Retype the data exactly. Spelling and punctuation stay as they are.

(Stored data)
···

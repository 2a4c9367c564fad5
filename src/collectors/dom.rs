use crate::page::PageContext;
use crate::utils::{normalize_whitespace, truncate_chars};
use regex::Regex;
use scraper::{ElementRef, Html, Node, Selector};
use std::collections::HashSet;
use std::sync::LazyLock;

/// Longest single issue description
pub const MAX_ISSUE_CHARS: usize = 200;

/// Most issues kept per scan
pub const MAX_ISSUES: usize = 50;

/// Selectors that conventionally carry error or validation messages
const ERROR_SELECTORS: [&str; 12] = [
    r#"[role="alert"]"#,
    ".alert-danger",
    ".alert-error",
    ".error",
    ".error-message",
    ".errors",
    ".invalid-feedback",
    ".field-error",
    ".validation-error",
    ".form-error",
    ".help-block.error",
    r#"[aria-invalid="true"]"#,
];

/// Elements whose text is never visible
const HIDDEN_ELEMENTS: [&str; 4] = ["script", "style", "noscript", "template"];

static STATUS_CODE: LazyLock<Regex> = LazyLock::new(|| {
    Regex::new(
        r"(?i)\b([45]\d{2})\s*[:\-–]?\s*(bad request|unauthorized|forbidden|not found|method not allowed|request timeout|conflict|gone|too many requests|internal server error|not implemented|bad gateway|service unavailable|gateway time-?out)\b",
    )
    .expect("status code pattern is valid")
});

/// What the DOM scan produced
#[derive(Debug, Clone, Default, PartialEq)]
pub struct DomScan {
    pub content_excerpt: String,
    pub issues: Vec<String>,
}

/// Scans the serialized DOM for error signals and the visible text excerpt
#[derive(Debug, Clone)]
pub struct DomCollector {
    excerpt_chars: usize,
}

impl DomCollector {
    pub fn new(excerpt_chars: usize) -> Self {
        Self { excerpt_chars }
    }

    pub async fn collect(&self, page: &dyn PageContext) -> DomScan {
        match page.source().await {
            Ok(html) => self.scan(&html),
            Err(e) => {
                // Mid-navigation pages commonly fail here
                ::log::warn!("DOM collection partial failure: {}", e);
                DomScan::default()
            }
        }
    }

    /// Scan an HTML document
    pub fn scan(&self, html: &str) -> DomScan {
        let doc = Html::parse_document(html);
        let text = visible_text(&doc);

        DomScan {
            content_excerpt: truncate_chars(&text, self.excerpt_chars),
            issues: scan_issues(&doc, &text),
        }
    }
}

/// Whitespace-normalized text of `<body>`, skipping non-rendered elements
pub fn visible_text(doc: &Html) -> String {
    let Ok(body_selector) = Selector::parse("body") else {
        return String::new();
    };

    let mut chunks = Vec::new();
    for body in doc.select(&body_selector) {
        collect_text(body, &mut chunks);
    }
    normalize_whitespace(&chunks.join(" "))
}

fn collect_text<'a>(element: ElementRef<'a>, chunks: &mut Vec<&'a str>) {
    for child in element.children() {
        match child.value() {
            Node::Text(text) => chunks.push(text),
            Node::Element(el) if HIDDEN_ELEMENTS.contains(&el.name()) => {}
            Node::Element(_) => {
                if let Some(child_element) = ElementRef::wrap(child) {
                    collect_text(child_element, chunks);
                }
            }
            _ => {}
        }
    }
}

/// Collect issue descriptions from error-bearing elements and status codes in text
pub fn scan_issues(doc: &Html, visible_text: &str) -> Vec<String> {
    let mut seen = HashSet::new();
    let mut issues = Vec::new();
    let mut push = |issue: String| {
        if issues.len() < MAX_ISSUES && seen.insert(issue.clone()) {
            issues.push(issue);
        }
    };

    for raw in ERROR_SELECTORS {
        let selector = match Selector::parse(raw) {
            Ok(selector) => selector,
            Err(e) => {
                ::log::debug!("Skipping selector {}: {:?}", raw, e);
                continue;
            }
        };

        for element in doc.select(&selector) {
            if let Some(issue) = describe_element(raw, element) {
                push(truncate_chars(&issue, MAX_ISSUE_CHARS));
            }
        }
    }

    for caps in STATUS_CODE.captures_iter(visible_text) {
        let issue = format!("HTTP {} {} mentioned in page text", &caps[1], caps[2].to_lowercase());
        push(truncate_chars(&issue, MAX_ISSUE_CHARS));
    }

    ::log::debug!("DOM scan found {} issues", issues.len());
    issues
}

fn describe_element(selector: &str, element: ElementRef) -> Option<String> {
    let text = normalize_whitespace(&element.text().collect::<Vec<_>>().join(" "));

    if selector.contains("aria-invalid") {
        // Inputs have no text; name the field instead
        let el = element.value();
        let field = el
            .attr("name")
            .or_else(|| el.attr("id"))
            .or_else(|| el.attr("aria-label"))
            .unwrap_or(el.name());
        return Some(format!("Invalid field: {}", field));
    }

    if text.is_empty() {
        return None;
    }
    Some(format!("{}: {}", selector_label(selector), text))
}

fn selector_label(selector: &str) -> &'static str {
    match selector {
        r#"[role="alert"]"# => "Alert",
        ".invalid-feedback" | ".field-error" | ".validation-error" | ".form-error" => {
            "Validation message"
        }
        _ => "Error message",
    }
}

···

## Result
repository 2a4c9367c564fad5
filename src/collectors/dom.rs
use crate::page::PageContext;
use crate::utils::{normalize_whitespace, truncate_chars};
use regex::Regex;
use scraper::{ElementRef, Html, Node, Selector};
use std::collections::HashSet;
use std::sync::LazyLock;

/// Longest single issue description
pub const MAX_ISSUE_CHARS: usize = 200;

/// Most issues kept per scan
pub const MAX_ISSUES: usize = 50;

/// Selectors that conventionally carry error or validation messages
const ERROR_SELECTORS: [&str; 12] = [
    r#"[role="alert"]"#,
    ".alert-danger",
    ".alert-error",
    ".error",
    ".error-message",
    ".errors",
    ".invalid-feedback",
    ".field-error",
    ".validation-error",
    ".form-error",
    ".help-block.error",
    r#"[aria-invalid="true"]"#,
];

/// Elements whose text is never visible
const HIDDEN_ELEMENTS: [&str; 4] = ["script", "style", "noscript", "template"];

static STATUS_CODE: LazyLock<Regex> = LazyLock::new(|| {
    Regex::new(
        r"(?i)\b([45]\d{2})\s*[:\-–]?\s*(bad request|unauthorized|forbidden|not found|method not allowed|request timeout|conflict|gone|too many requests|internal server error|not implemented|bad gateway|service unavailable|gateway time-?out)\b",
    )
    .expect("status code pattern is valid")
});

/// What the DOM scan produced
#[derive(Debug, Clone, Default, PartialEq)]
pub struct DomScan {
    pub content_excerpt: String,
    pub issues: Vec<String>,
}

/// Scans the serialized DOM for error signals and the visible text excerpt
#[derive(Debug, Clone)]
pub struct DomCollector {
    excerpt_chars: usize,
}

impl DomCollector {
    pub fn new(excerpt_chars: usize) -> Self {
        Self { excerpt_chars }
    }

    pub async fn collect(&self, page: &dyn PageContext) -> DomScan {
        match page.source().await {
            Ok(html) => self.scan(&html),
            Err(e) => {
                // Mid-navigation pages commonly fail here
                ::log::warn!("DOM collection partial failure: {}", e);
                DomScan::default()
            }
        }
    }

    /// Scan an HTML document
    pub fn scan(&self, html: &str) -> DomScan {
        let doc = Html::parse_document(html);
        let text = visible_text(&doc);

        DomScan {
            content_excerpt: truncate_chars(&text, self.excerpt_chars),
            issues: scan_issues(&doc, &text),
        }
    }
}

/// Whitespace-normalized text of `<body>`, skipping non-rendered elements
pub fn visible_text(doc: &Html) -> String {
    let Ok(body_selector) = Selector::parse("body") else {
        return String::new();
    };

    let mut chunks = Vec::new();
    for body in doc.select(&body_selector) {
        collect_text(body, &mut chunks);
    }
    normalize_whitespace(&chunks.join(" "))
}

fn collect_text<'a>(element: ElementRef<'a>, chunks: &mut Vec<&'a str>) {
    for child in element.children() {
        match child.value() {
            Node::Text(text) => chunks.push(text),
            Node::Element(el) if HIDDEN_ELEMENTS.contains(&el.name()) => {}
            Node::Element(_) => {
                if let Some(child_element) = ElementRef::wrap(child) {
                    collect_text(child_element, chunks);
                }
            }
            _ => {}
        }
    }
}

/// Collect issue descriptions from error-bearing elements and status codes in text
pub fn scan_issues(doc: &Html, visible_text: &str) -> Vec<String> {
    let mut seen = HashSet::new();
    let mut issues = Vec::new();
    let mut push = |issue: String| {
        if issues.len() < MAX_ISSUES && seen.insert(issue.clone()) {
            issues.push(issue);
        }
    };

    for raw in ERROR_SELECTORS {
        let selector = match Selector::parse(raw) {
            Ok(selector) => selector,
            Err(e) => {
                ::log::debug!("Skipping selector {}: {:?}", raw, e);
                continue;
            }
        };

        for element in doc.select(&selector) {
            if let Some(issue) = describe_element(raw, element) {
                push(truncate_chars(&issue, MAX_ISSUE_CHARS));
            }
        }
    }

    for caps in STATUS_CODE.captures_iter(visible_text) {
        let issue = format!("HTTP {} {} mentioned in page text", &caps[1], caps[2].to_lowercase());
        push(truncate_chars(&issue, MAX_ISSUE_CHARS));
    }

    ::log::debug!("DOM scan found {} issues", issues.len());
    issues
}

fn describe_element(selector: &str, element: ElementRef) -> Option<String> {
    let text = normalize_whitespace(&element.text().collect::<Vec<_>>().join(" "));

    if selector.contains("aria-invalid") {
        // Inputs have no text; name the field instead
        let el = element.value();
        let field = el
            .attr("name")
            .or_else(|| el.attr("id"))
            .or_else(|| el.attr("aria-label"))
            .unwrap_or(el.name());
        return Some(format!("Invalid field: {}", field));
    }

    if text.is_empty() {
        return None;
    }
    Some(format!("{}: {}", selector_label(selector), text))
}

fn selector_label(selector: &str) -> &'static str {
    match selector {
        r#"[role="alert"]"# => "Alert",
        ".invalid-feedback" | ".field-error" | ".validation-error" | ".form-error" => {
            "Validation message"
        }
        _ => "Error message",
    }
}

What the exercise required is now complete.